Work Finally Begins
After Much Fighting and Back and Forth Municipals Biggest Construction Project Begins

July 1st, 2011
by Thomas Tomczyk

[private]

Municipal machines work on preparing the area to be used for black water treatment plant

Municipal machines work on preparing the area to be used for black water treatment plant

Dry season is the time do the majority of Municipal construction projects, and this year is no different. As a departure from last administrations “lease all equipment you can” the Roatan Municipality under Mayor Julio Galindo has amassed plenty of hardware to reduce costs. Municipality claims to have saved 12 Million Lempiras ($635,000), by not renting heavy equipment from local equipment suppliers in seven weeks alone. On April 16, Roatan Municipality has added more equipment to its fleet: a tractor, road grader, back hoe, two dump trucks, a low-boy and a garbage compactor truck. “We now own five garbage trucks,” said Mayor Galindo.

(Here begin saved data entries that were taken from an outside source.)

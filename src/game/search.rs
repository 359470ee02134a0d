use std::collections::{BTreeSet, HashSet};

use super::moves::{self, DiceAllotment, Move, Square, Target};
use super::{BoardState, Color};

/// A board position reachable by playing out the turn's dice as far as the
/// rules permit, together with one move sequence that produces it. Distinct
/// orderings reaching the same board are collapsed to a single entry.
#[derive(Debug, Clone, PartialEq, Eq)]
pub struct FinalState {
    pub state: BoardState,
    pub moves: Vec<Move>,
}

/// Every distinct final state reachable from `state` by `color` with the
/// given allotment.
///
/// A player must use as many dice as the position permits, so only leaves
/// whose sequences consume the maximal number of dice are kept; ties are
/// all returned so the player layer can choose among them. A position with
/// no legal move at all yields exactly the root state with an empty
/// sequence: the turn is forced to pass.
pub fn reachable_final_states(
    state: &BoardState,
    color: Color,
    dice: &DiceAllotment,
) -> Vec<FinalState> {
    let mut leaves = Vec::new();
    let mut sequence = Vec::new();
    explore(state, color, dice, &mut sequence, &mut leaves);

    let max_moves = leaves.iter().map(|leaf| leaf.moves.len()).max().unwrap_or(0);

    let mut seen = HashSet::new();
    leaves
        .into_iter()
        .filter(|leaf| leaf.moves.len() == max_moves)
        .filter(|leaf| seen.insert(leaf.state))
        .collect()
}

fn explore(
    state: &BoardState,
    color: Color,
    dice: &DiceAllotment,
    sequence: &mut Vec<Move>,
    leaves: &mut Vec<FinalState>,
) {
    let steps = legal_steps(state, color, dice);
    if steps.is_empty() {
        leaves.push(FinalState {
            state: *state,
            moves: sequence.clone(),
        });
        return;
    }

    for mv in steps {
        // Legality was just established, so the application cannot fail.
        let applied = moves::apply_move(state, mv).unwrap();
        let remaining = dice.without(mv.distance).unwrap();
        sequence.push(mv);
        explore(&applied.state, color, &remaining, sequence, leaves);
        sequence.pop();
    }
}

/// All legal single-step moves for `color`, one per (source, die value)
/// pair. With checkers on the bar this is at most one source; doubles
/// contribute one entry per source, not four.
fn legal_steps(state: &BoardState, color: Color, dice: &DiceAllotment) -> Vec<Move> {
    let mut steps = Vec::new();
    for from in candidate_sources(state, color) {
        for distance in dice.distinct() {
            let mv = Move::new(color, from, distance);
            if moves::legal_target(state, mv).is_some() {
                steps.push(mv);
            }
        }
    }
    steps
}

fn candidate_sources(state: &BoardState, color: Color) -> Vec<Square> {
    if state.bar_count(color) > 0 {
        return vec![Square::Bar];
    }
    (1..=24)
        .filter(|&p| state.checkers_at(color, p) > 0)
        .map(Square::Point)
        .collect()
}

/// Sources from which `color` has at least one legal single-step move.
pub fn moveable_positions(
    state: &BoardState,
    color: Color,
    dice: &DiceAllotment,
) -> BTreeSet<Square> {
    legal_steps(state, color, dice)
        .into_iter()
        .map(|mv| mv.from)
        .collect()
}

/// Single-ply targets from one source, for UI highlighting.
pub fn legal_moves_from(
    state: &BoardState,
    color: Color,
    from: Square,
    dice: &DiceAllotment,
) -> BTreeSet<Target> {
    moves::reachable_targets(state, color, from, dice)
}

#[cfg(test)]
mod tests {
    use super::*;
    use crate::game::board::{NUM_POINTS, STANDARD_LAYOUT};

    fn board(
        points: [i8; NUM_POINTS],
        white_bar: u8,
        white_off: u8,
        black_bar: u8,
        black_off: u8,
    ) -> BoardState {
        BoardState::new(points, white_bar, white_off, black_bar, black_off).unwrap()
    }

    fn checker_total(state: &BoardState, color: Color) -> u32 {
        let on_points: u32 = (1..=24).map(|p| u32::from(state.checkers_at(color, p))).sum();
        on_points + u32::from(state.bar_count(color)) + u32::from(state.borne_off(color))
    }

    #[test]
    fn test_opening_moveable_positions() {
        let start = BoardState::standard_start();
        let dice = DiceAllotment::from_roll(3, 5);
        let moveable = moveable_positions(&start, Color::White, &dice);
        let expected: BTreeSet<Square> = [
            Square::Point(6),
            Square::Point(8),
            Square::Point(13),
            Square::Point(24),
        ]
        .into_iter()
        .collect();
        assert_eq!(moveable, expected);
    }

    #[test]
    fn test_regular_roll_uses_both_dice() {
        let start = BoardState::standard_start();
        let dice = DiceAllotment::from_roll(3, 5);
        let finals = reachable_final_states(&start, Color::White, &dice);
        assert!(!finals.is_empty());
        for leaf in &finals {
            assert_eq!(leaf.moves.len(), 2);
            assert_eq!(checker_total(&leaf.state, Color::White), 15);
            assert_eq!(checker_total(&leaf.state, Color::Black), 15);
        }
    }

    #[test]
    fn test_doubles_use_four_dice() {
        let start = BoardState::standard_start();
        let dice = DiceAllotment::from_roll(4, 4);
        let finals = reachable_final_states(&start, Color::White, &dice);
        assert!(!finals.is_empty());
        for leaf in &finals {
            assert_eq!(leaf.moves.len(), 4);
            assert!(leaf.moves.iter().all(|mv| mv.distance == 4));
        }
    }

    #[test]
    fn test_final_states_are_distinct() {
        let start = BoardState::standard_start();
        let dice = DiceAllotment::from_roll(3, 5);
        let finals = reachable_final_states(&start, Color::White, &dice);
        let unique: HashSet<BoardState> = finals.iter().map(|leaf| leaf.state).collect();
        assert_eq!(unique.len(), finals.len());
    }

    #[test]
    fn test_witness_sequences_replay_to_their_state() {
        let start = BoardState::standard_start();
        let dice = DiceAllotment::from_roll(6, 2);
        for leaf in reachable_final_states(&start, Color::White, &dice) {
            let mut replayed = start;
            for mv in &leaf.moves {
                replayed = moves::apply_move(&replayed, *mv).unwrap().state;
            }
            assert_eq!(replayed, leaf.state);
        }
    }

    #[test]
    fn test_fully_blocked_turn_passes() {
        // White is closed out: one checker on the bar and every entry point
        // held by two or more Black checkers.
        let mut points = [0i8; NUM_POINTS];
        for p in 19..=24 {
            points[p - 1] = -2;
        }
        points[0] = -3;
        points[5] = 14;
        let state = board(points, 1, 0, 0, 0);
        let dice = DiceAllotment::from_roll(3, 5);

        assert!(moveable_positions(&state, Color::White, &dice).is_empty());
        let finals = reachable_final_states(&state, Color::White, &dice);
        assert_eq!(finals.len(), 1);
        assert_eq!(finals[0].state, state);
        assert!(finals[0].moves.is_empty());
    }

    #[test]
    fn test_no_leaf_has_a_playable_die_left_over() {
        // Black anchors leave White only 7 -> 2 with the 5; the 1 is then
        // dead (1, 3 and 6 are all held).
        let mut points = [0i8; NUM_POINTS];
        points[1] = 1;
        points[6] = 14;
        points[0] = -2;
        points[2] = -2;
        points[3] = -2;
        points[4] = -2;
        points[5] = -2;
        points[11] = -2;
        points[16] = -3;
        let state = board(points, 0, 0, 0, 0);
        let dice = DiceAllotment::from_roll(1, 5);

        let finals = reachable_final_states(&state, Color::White, &dice);
        let max_len = finals[0].moves.len();
        assert!(finals.iter().all(|leaf| leaf.moves.len() == max_len));
        for leaf in &finals {
            let mut remaining = dice.clone();
            for mv in &leaf.moves {
                remaining = remaining.without(mv.distance).unwrap();
            }
            assert!(moveable_positions(&leaf.state, Color::White, &remaining).is_empty());
        }
    }

    #[test]
    fn test_short_sequences_are_discarded_when_longer_exist() {
        // Both the 24- and 13-checkers can play the 2, but only the
        // 24 -> 22 -> 17 line also plays the 5; the one-move 13 -> 11 leaf
        // must not survive.
        let mut points = [0i8; NUM_POINTS];
        points[23] = 1; // White on 24
        points[12] = 1; // White on 13
        points[0] = 13; // immobile: bear-off is gated until everyone is home
        points[18] = -2; // Black holds 19 (blocks 24 with the 5)
        points[7] = -2; // Black holds 8 (blocks 13 with the 5)
        points[5] = -2; // Black holds 6 (blocks 11 with the 5)
        points[19] = -9;
        let state = board(points, 0, 0, 0, 0);
        let dice = DiceAllotment::from_roll(2, 5);

        let finals = reachable_final_states(&state, Color::White, &dice);
        assert_eq!(finals.len(), 1);
        assert_eq!(finals[0].moves.len(), 2);
        assert_eq!(
            finals[0].moves,
            vec![
                Move::new(Color::White, Square::Point(24), 2),
                Move::new(Color::White, Square::Point(22), 5),
            ]
        );
    }

    #[test]
    fn test_bar_moves_come_first() {
        let mut points = STANDARD_LAYOUT;
        points[23] = 1;
        let state = board(points, 1, 0, 0, 0);
        let dice = DiceAllotment::from_roll(2, 4);
        let moveable = moveable_positions(&state, Color::White, &dice);
        assert_eq!(moveable.into_iter().collect::<Vec<_>>(), vec![Square::Bar]);

        // Every witness sequence enters from the bar before anything else.
        for leaf in reachable_final_states(&state, Color::White, &dice) {
            assert_eq!(leaf.moves[0].from, Square::Bar);
        }
    }

    #[test]
    fn test_legal_moves_from_matches_single_ply() {
        let start = BoardState::standard_start();
        let dice = DiceAllotment::from_roll(3, 5);
        let targets = legal_moves_from(&start, Color::White, Square::Point(13), &dice);
        let expected: BTreeSet<Target> =
            [Target::Point(10), Target::Point(8)].into_iter().collect();
        assert_eq!(targets, expected);
    }
}
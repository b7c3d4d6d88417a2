// Time source for the cache.
// Production reads the system clock; tests drive a manual one.

use std::sync::{Arc, Mutex};

use chrono::{DateTime, Utc};

pub trait Clock: Send + Sync {
    fn now(&self) -> DateTime<Utc>;
}

/// Wall-clock time.
#[derive(Debug, Clone, Copy, Default)]
pub struct SystemClock;

impl Clock for SystemClock {
    fn now(&self) -> DateTime<Utc> {
        Utc::now()
    }
}

/// A clock that only moves when told to. Clones share the same instant.
#[derive(Debug, Clone)]
pub struct ManualClock {
    now: Arc<Mutex<DateTime<Utc>>>,
}

impl ManualClock {
    pub fn new(start: DateTime<Utc>) -> Self {
        Self {
            now: Arc::new(Mutex::new(start)),
        }
    }

    pub fn advance(&self, by: std::time::Duration) {
        let mut now = self.now.lock().unwrap_or_else(|e| e.into_inner());
        if let Some(next) = chrono::Duration::from_std(by)
            .ok()
            .and_then(|delta| now.checked_add_signed(delta))
        {
            *now = next;
        }
    }

    pub fn set(&self, to: DateTime<Utc>) {
        *self.now.lock().unwrap_or_else(|e| e.into_inner()) = to;
    }
}

impl Clock for ManualClock {
    fn now(&self) -> DateTime<Utc> {
        *self.now.lock().unwrap_or_else(|e| e.into_inner())
    }
}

This most recent acquisition of equipment put the municipality out of pocket $450,000. With island equipment rentals high: $125/ hour for a tractor, $105/ hour for road grader, $65/ hour back hoe, the investment is expected to bring returns. “We had zero equipment when I came [as mayor] to the municipality,” said Mayor Galindo.

According to Mayor Galindo, under previous administration Roatan Municipality would spend Lps. 240,000 ($12,700) a month to rent the garbage trucks. “We purchased some old garbage compactor trucks from the US for $40 and $60 thousand dollars. We can’t afford new ones,” said mayor Galindo.

Almost half, 105 out of 215 people working at the Roatan Municipality is either sweeping the streets, driving dump trucks or maintaining the garbage dump — basically half the Roatan municipality runs to keep the island clean.

When asked about the Honduran Government’s progress with building a new Roatan Hospital Mayor Galindo responded: “Forget the [central] government. We can build our own hospital.” Municipality official says that Central American Bank has approved the idea of the loan, at 5% interest and 14-year repayment schedule. The best thing for Roatanians seems to be that the money for the hospital would come from the cruise ship per-passenger money’s that keeps disappearing in Tegucigalpa. “I’m basically committing the government of Honduras to make the payments,” said Mayor Galindo about the planned public-private 150 bed hospital in Dixon Cove.

The construction on the West End road and sever system, after a few false starts and over a month delayed that work has finally begun. Five companies won bids in Roatan Municipals West End project. ACME Environmental was awarded a black water treatment plant project. “Based on the technical circumstances, ACME was awarded the project on emergency basis,” said Mayor Galindo. “They also agreed to maintain the facility for a year free of charge.” ACME is to receive $457,000 for its services and the entire West End project is bid out at Lps. 52 million. “It’s the biggest municipal project in history. The first one that asked for national bids,” said Mayor Galindo.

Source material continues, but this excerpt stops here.